━━━ Source data ━━━

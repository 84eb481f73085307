//! Structure behaviours
//!
//! The part of a structure that differs between content types. Every behaviour must know
//! how to build the path of one of its elements inside its own structure; the ancestry
//! resolver stitches those local paths together across structures.

use crate::error::{ConfigurationError, RouteError};
use crate::model::load_row;
use crate::store::Storage;
use crate::structure::StructureDescriptor;
use crate::tree::PathNode;
use std::collections::HashMap;
use std::fmt;
use std::sync::Arc;

/// Type-specific behaviour of a structure
pub trait StructureBehavior: Send + Sync + fmt::Debug {
    /// Tag this behaviour is registered under
    fn kind(&self) -> &'static str;

    /// Root-first path of `element` inside `descriptor`, ending with `element`.
    ///
    /// The first returned node's parent pointer leads out of this structure. Behaviours
    /// whose elements never appear on a path return an empty list.
    fn local_path(
        &self,
        descriptor: &StructureDescriptor,
        element: PathNode,
        storage: &dyn Storage,
        max_depth: usize,
    ) -> Result<Vec<PathNode>, RouteError>;
}

/// Constructor registered for a behaviour tag
pub type BehaviorFactory = fn() -> Arc<dyn StructureBehavior>;

/// Hierarchical structure: elements may nest under elements of the same structure
#[derive(Debug, Default)]
pub struct TreeBehavior;

impl StructureBehavior for TreeBehavior {
    fn kind(&self) -> &'static str {
        "tree"
    }

    fn local_path(
        &self,
        descriptor: &StructureDescriptor,
        element: PathNode,
        storage: &dyn Storage,
        max_depth: usize,
    ) -> Result<Vec<PathNode>, RouteError> {
        let mut chain = vec![element];
        loop {
            let pointer = match chain.last().and_then(|node| node.parent) {
                Some(pointer) if pointer.structure_id == descriptor.id => pointer,
                _ => break,
            };
            if chain.len() > max_depth {
                return Err(ConfigurationError::AncestryTooDeep(max_depth).into());
            }
            let row = load_row(storage, descriptor, pointer.element_id)?.ok_or_else(|| {
                ConfigurationError::DanglingParent {
                    pointer,
                    structure: descriptor.name.clone(),
                }
            })?;
            chain.push(PathNode::from_row(descriptor.id, &descriptor.table, row)?);
        }
        chain.reverse();
        Ok(chain)
    }
}

/// Flat listing: every element hangs directly off an element of another structure
#[derive(Debug, Default)]
pub struct ListBehavior;

impl StructureBehavior for ListBehavior {
    fn kind(&self) -> &'static str {
        "list"
    }

    fn local_path(
        &self,
        _descriptor: &StructureDescriptor,
        element: PathNode,
        _storage: &dyn Storage,
        _max_depth: usize,
    ) -> Result<Vec<PathNode>, RouteError> {
        Ok(vec![element])
    }
}

/// Embedded template: owned by another element, never part of a path
#[derive(Debug, Default)]
pub struct TemplateBehavior;

impl StructureBehavior for TemplateBehavior {
    fn kind(&self) -> &'static str {
        "template"
    }

    fn local_path(
        &self,
        _descriptor: &StructureDescriptor,
        _element: PathNode,
        _storage: &dyn Storage,
        _max_depth: usize,
    ) -> Result<Vec<PathNode>, RouteError> {
        Ok(Vec::new())
    }
}

fn tree_factory() -> Arc<dyn StructureBehavior> {
    Arc::new(TreeBehavior)
}

fn list_factory() -> Arc<dyn StructureBehavior> {
    Arc::new(ListBehavior)
}

fn template_factory() -> Arc<dyn StructureBehavior> {
    Arc::new(TemplateBehavior)
}

/// Tag to factory mapping used when the structure registry is built
#[derive(Clone)]
pub struct BehaviorRegistry {
    factories: HashMap<String, BehaviorFactory>,
}

impl Default for BehaviorRegistry {
    fn default() -> Self {
        Self::with_builtins()
    }
}

impl BehaviorRegistry {
    /// Registry without any tags
    pub fn empty() -> Self {
        Self {
            factories: HashMap::new(),
        }
    }

    /// Registry with the `tree`, `list` and `template` behaviours
    pub fn with_builtins() -> Self {
        let mut registry = Self::empty();
        registry.register("tree", tree_factory);
        registry.register("list", list_factory);
        registry.register("template", template_factory);
        registry
    }

    /// Register (or replace) the factory for a tag
    pub fn register(&mut self, kind: &str, factory: BehaviorFactory) {
        self.factories.insert(kind.to_string(), factory);
    }

    pub fn contains(&self, kind: &str) -> bool {
        self.factories.contains_key(kind)
    }

    pub fn create(&self, kind: &str) -> Option<Arc<dyn StructureBehavior>> {
        self.factories.get(kind).map(|factory| factory())
    }
}

impl fmt::Debug for BehaviorRegistry {
    fn fmt(&self, f: &mut fmt::Formatter<'_>) -> fmt::Result {
        let mut kinds: Vec<_> = self.factories.keys().collect();
        kinds.sort();
        f.debug_struct("BehaviorRegistry")
            .field("kinds", &kinds)
            .finish()
    }
}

━━━

What is being asked:
Report back each line of the entries that holds the string "under".

Expected answer:
    /// Tag this behaviour is registered under
/// Hierarchical structure: elements may nest under elements of the same structure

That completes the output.